- _About this task_
Please repeat the whole listing verbatim.
=====
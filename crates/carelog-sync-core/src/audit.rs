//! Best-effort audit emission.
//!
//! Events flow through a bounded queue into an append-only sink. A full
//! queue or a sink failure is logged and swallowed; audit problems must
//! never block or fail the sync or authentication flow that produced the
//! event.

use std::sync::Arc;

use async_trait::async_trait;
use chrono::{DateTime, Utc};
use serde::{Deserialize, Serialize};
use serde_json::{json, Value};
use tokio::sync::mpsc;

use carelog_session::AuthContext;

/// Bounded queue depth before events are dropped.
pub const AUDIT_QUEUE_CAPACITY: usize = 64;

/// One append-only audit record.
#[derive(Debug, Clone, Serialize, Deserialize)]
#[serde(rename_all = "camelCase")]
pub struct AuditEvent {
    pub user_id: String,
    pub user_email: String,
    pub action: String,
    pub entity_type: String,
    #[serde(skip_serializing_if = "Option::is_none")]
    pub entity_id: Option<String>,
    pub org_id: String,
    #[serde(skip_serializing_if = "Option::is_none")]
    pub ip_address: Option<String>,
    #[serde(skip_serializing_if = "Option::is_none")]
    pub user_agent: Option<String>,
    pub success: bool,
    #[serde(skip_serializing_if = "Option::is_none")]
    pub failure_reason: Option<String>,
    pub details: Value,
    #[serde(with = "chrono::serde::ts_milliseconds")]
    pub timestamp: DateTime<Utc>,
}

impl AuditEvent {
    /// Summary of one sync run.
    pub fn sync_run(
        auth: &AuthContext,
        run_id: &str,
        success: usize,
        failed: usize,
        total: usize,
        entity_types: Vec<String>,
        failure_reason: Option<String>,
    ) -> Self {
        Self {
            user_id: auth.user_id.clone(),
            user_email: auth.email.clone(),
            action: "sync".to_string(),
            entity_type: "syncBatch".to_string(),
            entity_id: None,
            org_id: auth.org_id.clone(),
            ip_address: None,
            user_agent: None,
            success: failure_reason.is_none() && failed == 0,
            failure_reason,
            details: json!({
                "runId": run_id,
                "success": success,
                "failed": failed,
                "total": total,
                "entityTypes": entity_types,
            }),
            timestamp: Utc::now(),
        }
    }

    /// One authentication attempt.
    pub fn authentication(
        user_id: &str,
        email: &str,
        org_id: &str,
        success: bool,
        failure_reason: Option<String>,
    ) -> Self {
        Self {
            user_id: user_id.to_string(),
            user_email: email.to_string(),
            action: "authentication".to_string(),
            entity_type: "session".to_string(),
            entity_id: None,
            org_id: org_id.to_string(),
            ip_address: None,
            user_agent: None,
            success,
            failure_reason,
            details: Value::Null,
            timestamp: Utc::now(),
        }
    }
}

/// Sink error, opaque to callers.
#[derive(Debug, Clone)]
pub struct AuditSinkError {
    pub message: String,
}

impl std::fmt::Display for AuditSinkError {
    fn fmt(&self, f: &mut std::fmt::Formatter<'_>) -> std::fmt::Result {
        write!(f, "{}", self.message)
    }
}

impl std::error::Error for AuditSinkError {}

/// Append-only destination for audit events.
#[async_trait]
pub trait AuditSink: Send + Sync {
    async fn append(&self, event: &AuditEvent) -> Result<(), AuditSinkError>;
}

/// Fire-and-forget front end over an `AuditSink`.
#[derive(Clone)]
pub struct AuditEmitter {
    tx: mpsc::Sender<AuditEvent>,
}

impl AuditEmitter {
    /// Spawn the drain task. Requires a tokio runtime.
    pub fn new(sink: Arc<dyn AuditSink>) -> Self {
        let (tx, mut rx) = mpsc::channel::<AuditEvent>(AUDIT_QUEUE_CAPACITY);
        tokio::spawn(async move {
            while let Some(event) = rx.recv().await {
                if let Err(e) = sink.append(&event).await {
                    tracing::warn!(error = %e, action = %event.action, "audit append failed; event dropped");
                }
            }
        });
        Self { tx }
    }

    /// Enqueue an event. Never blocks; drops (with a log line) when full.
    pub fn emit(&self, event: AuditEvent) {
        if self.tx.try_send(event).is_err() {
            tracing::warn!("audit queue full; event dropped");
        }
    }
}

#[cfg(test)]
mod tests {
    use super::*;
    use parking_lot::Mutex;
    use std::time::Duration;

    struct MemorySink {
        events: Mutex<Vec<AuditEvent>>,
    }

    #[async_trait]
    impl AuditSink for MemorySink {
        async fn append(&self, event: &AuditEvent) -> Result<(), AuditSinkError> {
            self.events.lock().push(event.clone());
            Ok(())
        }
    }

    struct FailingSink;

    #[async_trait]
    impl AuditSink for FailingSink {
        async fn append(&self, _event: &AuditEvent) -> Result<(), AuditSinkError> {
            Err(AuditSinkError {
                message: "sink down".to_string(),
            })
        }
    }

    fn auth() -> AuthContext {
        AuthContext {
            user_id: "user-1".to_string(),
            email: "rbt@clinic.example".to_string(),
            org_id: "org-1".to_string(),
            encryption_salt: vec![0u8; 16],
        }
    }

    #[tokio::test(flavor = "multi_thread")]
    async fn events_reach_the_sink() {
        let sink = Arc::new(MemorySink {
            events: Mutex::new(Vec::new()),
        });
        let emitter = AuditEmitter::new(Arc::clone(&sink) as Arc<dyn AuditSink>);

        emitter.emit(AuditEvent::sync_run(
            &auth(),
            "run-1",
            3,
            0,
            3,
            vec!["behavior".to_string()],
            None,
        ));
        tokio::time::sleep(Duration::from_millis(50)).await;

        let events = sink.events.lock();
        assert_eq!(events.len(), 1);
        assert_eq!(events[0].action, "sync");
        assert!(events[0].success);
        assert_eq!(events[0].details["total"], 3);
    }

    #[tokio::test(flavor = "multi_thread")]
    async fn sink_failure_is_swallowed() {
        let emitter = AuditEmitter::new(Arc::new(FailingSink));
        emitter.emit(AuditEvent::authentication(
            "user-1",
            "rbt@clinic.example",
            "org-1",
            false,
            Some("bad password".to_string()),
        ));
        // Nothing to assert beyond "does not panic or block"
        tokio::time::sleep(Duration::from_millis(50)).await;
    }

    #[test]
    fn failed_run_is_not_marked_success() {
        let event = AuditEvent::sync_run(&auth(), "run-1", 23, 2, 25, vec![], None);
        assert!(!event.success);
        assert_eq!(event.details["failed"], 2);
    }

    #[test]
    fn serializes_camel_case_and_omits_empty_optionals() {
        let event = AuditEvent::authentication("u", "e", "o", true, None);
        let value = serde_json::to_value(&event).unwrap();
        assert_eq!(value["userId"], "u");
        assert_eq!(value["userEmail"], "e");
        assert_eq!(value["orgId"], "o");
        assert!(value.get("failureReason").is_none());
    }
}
=====
- _Exercise result_
filename crates/carelog-sync-core/src/audit.rs
//! Best-effort audit emission.
//!
//! Events flow through a bounded queue into an append-only sink. A full
//! queue or a sink failure is logged and swallowed; audit problems must
//! never block or fail the sync or authentication flow that produced the
//! event.

use std::sync::Arc;

use async_trait::async_trait;
use chrono::{DateTime, Utc};
use serde::{Deserialize, Serialize};
use serde_json::{json, Value};
use tokio::sync::mpsc;

use carelog_session::AuthContext;

/// Bounded queue depth before events are dropped.
pub const AUDIT_QUEUE_CAPACITY: usize = 64;

/// One append-only audit record.
#[derive(Debug, Clone, Serialize, Deserialize)]
#[serde(rename_all = "camelCase")]
pub struct AuditEvent {
    pub user_id: String,
    pub user_email: String,
    pub action: String,
    pub entity_type: String,
    #[serde(skip_serializing_if = "Option::is_none")]
    pub entity_id: Option<String>,
    pub org_id: String,
    #[serde(skip_serializing_if = "Option::is_none")]
    pub ip_address: Option<String>,
    #[serde(skip_serializing_if = "Option::is_none")]
    pub user_agent: Option<String>,
    pub success: bool,
    #[serde(skip_serializing_if = "Option::is_none")]
    pub failure_reason: Option<String>,
    pub details: Value,
    #[serde(with = "chrono::serde::ts_milliseconds")]
    pub timestamp: DateTime<Utc>,
}

impl AuditEvent {
    /// Summary of one sync run.
    pub fn sync_run(
        auth: &AuthContext,
        run_id: &str,
        success: usize,
        failed: usize,
        total: usize,
        entity_types: Vec<String>,
        failure_reason: Option<String>,
    ) -> Self {
        Self {
            user_id: auth.user_id.clone(),
            user_email: auth.email.clone(),
            action: "sync".to_string(),
            entity_type: "syncBatch".to_string(),
            entity_id: None,
            org_id: auth.org_id.clone(),
            ip_address: None,
            user_agent: None,
            success: failure_reason.is_none() && failed == 0,
            failure_reason,
            details: json!({
                "runId": run_id,
                "success": success,
                "failed": failed,
                "total": total,
                "entityTypes": entity_types,
            }),
            timestamp: Utc::now(),
        }
    }

    /// One authentication attempt.
    pub fn authentication(
        user_id: &str,
        email: &str,
        org_id: &str,
        success: bool,
        failure_reason: Option<String>,
    ) -> Self {
        Self {
            user_id: user_id.to_string(),
            user_email: email.to_string(),
            action: "authentication".to_string(),
            entity_type: "session".to_string(),
            entity_id: None,
            org_id: org_id.to_string(),
            ip_address: None,
            user_agent: None,
            success,
            failure_reason,
            details: Value::Null,
            timestamp: Utc::now(),
        }
    }
}

/// Sink error, opaque to callers.
#[derive(Debug, Clone)]
pub struct AuditSinkError {
    pub message: String,
}

impl std::fmt::Display for AuditSinkError {
    fn fmt(&self, f: &mut std::fmt::Formatter<'_>) -> std::fmt::Result {
        write!(f, "{}", self.message)
    }
}

impl std::error::Error for AuditSinkError {}

/// Append-only destination for audit events.
#[async_trait]
pub trait AuditSink: Send + Sync {
    async fn append(&self, event: &AuditEvent) -> Result<(), AuditSinkError>;
}

/// Fire-and-forget front end over an `AuditSink`.
#[derive(Clone)]
pub struct AuditEmitter {
    tx: mpsc::Sender<AuditEvent>,
}

impl AuditEmitter {
    /// Spawn the drain task. Requires a tokio runtime.
    pub fn new(sink: Arc<dyn AuditSink>) -> Self {
        let (tx, mut rx) = mpsc::channel::<AuditEvent>(AUDIT_QUEUE_CAPACITY);
        tokio::spawn(async move {
            while let Some(event) = rx.recv().await {
                if let Err(e) = sink.append(&event).await {
                    tracing::warn!(error = %e, action = %event.action, "audit append failed; event dropped");
                }
            }
        });
        Self { tx }
    }

    /// Enqueue an event. Never blocks; drops (with a log line) when full.
    pub fn emit(&self, event: AuditEvent) {
        if self.tx.try_send(event).is_err() {
            tracing::warn!("audit queue full; event dropped");
        }
    }
}

#[cfg(test)]
mod tests {
    use super::*;
    use parking_lot::Mutex;
    use std::time::Duration;

    struct MemorySink {
        events: Mutex<Vec<AuditEvent>>,
    }

    #[async_trait]
    impl AuditSink for MemorySink {
        async fn append(&self, event: &AuditEvent) -> Result<(), AuditSinkError> {
            self.events.lock().push(event.clone());
            Ok(())
        }
    }

    struct FailingSink;

    #[async_trait]
    impl AuditSink for FailingSink {
        async fn append(&self, _event: &AuditEvent) -> Result<(), AuditSinkError> {
            Err(AuditSinkError {
                message: "sink down".to_string(),
            })
        }
    }

    fn auth() -> AuthContext {
        AuthContext {
            user_id: "user-1".to_string(),
            email: "rbt@clinic.example".to_string(),
            org_id: "org-1".to_string(),
            encryption_salt: vec![0u8; 16],
        }
    }

    #[tokio::test(flavor = "multi_thread")]
    async fn events_reach_the_sink() {
        let sink = Arc::new(MemorySink {
            events: Mutex::new(Vec::new()),
        });
        let emitter = AuditEmitter::new(Arc::clone(&sink) as Arc<dyn AuditSink>);

        emitter.emit(AuditEvent::sync_run(
            &auth(),
            "run-1",
            3,
            0,
            3,
            vec!["behavior".to_string()],
            None,
        ));
        tokio::time::sleep(Duration::from_millis(50)).await;

        let events = sink.events.lock();
        assert_eq!(events.len(), 1);
        assert_eq!(events[0].action, "sync");
        assert!(events[0].success);
        assert_eq!(events[0].details["total"], 3);
    }

    #[tokio::test(flavor = "multi_thread")]
    async fn sink_failure_is_swallowed() {
        let emitter = AuditEmitter::new(Arc::new(FailingSink));
        emitter.emit(AuditEvent::authentication(
            "user-1",
            "rbt@clinic.example",
            "org-1",
            false,
            Some("bad password".to_string()),
        ));
        // Nothing to assert beyond "does not panic or block"
        tokio::time::sleep(Duration::from_millis(50)).await;
    }

    #[test]
    fn failed_run_is_not_marked_success() {
        let event = AuditEvent::sync_run(&auth(), "run-1", 23, 2, 25, vec![], None);
        assert!(!event.success);
        assert_eq!(event.details["failed"], 2);
    }

    #[test]
    fn serializes_camel_case_and_omits_empty_optionals() {
        let event = AuditEvent::authentication("u", "e", "o", true, None);
        let value = serde_json::to_value(&event).unwrap();
        assert_eq!(value["userId"], "u");
        assert_eq!(value["userEmail"], "e");
        assert_eq!(value["orgId"], "o");
        assert!(value.get("failureReason").is_none());
    }
}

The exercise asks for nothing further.